=== Material provided ===

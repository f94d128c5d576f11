use crate::animation::value::{Keyframes, Value, ValueKind};

/// Getter/setter pair binding an animated value onto some target attribute (a widget width, an
/// alpha, a color...).
///
/// All property flavours share this one shape; what differs is only the pair of functions.
pub trait Property {
    /// Read the current attribute value.
    fn get(&self) -> Value;
    /// Write a new attribute value.
    fn set(&mut self, value: Value);
}

/// [`Property`] built from two closures.
pub struct FnProperty<G, S> {
    get: G,
    set: S,
}

impl<G, S> std::fmt::Debug for FnProperty<G, S> {
    fn fmt(&self, f: &mut std::fmt::Formatter<'_>) -> std::fmt::Result {
        f.debug_struct("FnProperty").finish_non_exhaustive()
    }
}

impl<G, S> Property for FnProperty<G, S>
where
    G: Fn() -> Value,
    S: FnMut(Value),
{
    fn get(&self) -> Value {
        (self.get)()
    }

    fn set(&mut self, value: Value) {
        (self.set)(value)
    }
}

/// Bind a getter and a setter into a [`Property`].
pub fn property<G, S>(get: G, set: S) -> FnProperty<G, S>
where
    G: Fn() -> Value,
    S: FnMut(Value),
{
    FnProperty { get, set }
}

/// Keyframes running from the property's current value to `to`.
///
/// The value kind follows whatever the property currently reports.
pub fn keyframes_to(prop: &impl Property, to: f64) -> Keyframes {
    let current = prop.get();
    let kind = match current {
        Value::Float(_) => ValueKind::Float,
        Value::Int(_) => ValueKind::Int,
        Value::Argb(_) => ValueKind::Argb,
    };
    Keyframes {
        values: vec![current.as_f64(), to],
        kind,
    }
}

#[cfg(test)]
#[path = "../../tests/unit/animation/property.rs"]
mod tests;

===

▶ _Instructions for the task_
Type the entries out again so that they match exactly.

▶ _Written response_
repository f94d128c5d576f11
use crate::animation::value::{Keyframes, Value, ValueKind};

/// Getter/setter pair binding an animated value onto some target attribute (a widget width, an
/// alpha, a color...).
///
/// All property flavours share this one shape; what differs is only the pair of functions.
pub trait Property {
    /// Read the current attribute value.
    fn get(&self) -> Value;
    /// Write a new attribute value.
    fn set(&mut self, value: Value);
}

/// [`Property`] built from two closures.
pub struct FnProperty<G, S> {
    get: G,
    set: S,
}

impl<G, S> std::fmt::Debug for FnProperty<G, S> {
    fn fmt(&self, f: &mut std::fmt::Formatter<'_>) -> std::fmt::Result {
        f.debug_struct("FnProperty").finish_non_exhaustive()
    }
}

impl<G, S> Property for FnProperty<G, S>
where
    G: Fn() -> Value,
    S: FnMut(Value),
{
    fn get(&self) -> Value {
        (self.get)()
    }

    fn set(&mut self, value: Value) {
        (self.set)(value)
    }
}

/// Bind a getter and a setter into a [`Property`].
pub fn property<G, S>(get: G, set: S) -> FnProperty<G, S>
where
    G: Fn() -> Value,
    S: FnMut(Value),
{
    FnProperty { get, set }
}

/// Keyframes running from the property's current value to `to`.
///
/// The value kind follows whatever the property currently reports.
pub fn keyframes_to(prop: &impl Property, to: f64) -> Keyframes {
    let current = prop.get();
    let kind = match current {
        Value::Float(_) => ValueKind::Float,
        Value::Int(_) => ValueKind::Int,
        Value::Argb(_) => ValueKind::Argb,
    };
    Keyframes {
        values: vec![current.as_f64(), to],
        kind,
    }
}

#[cfg(test)]
#[path = "../../tests/unit/animation/property.rs"]
mod tests;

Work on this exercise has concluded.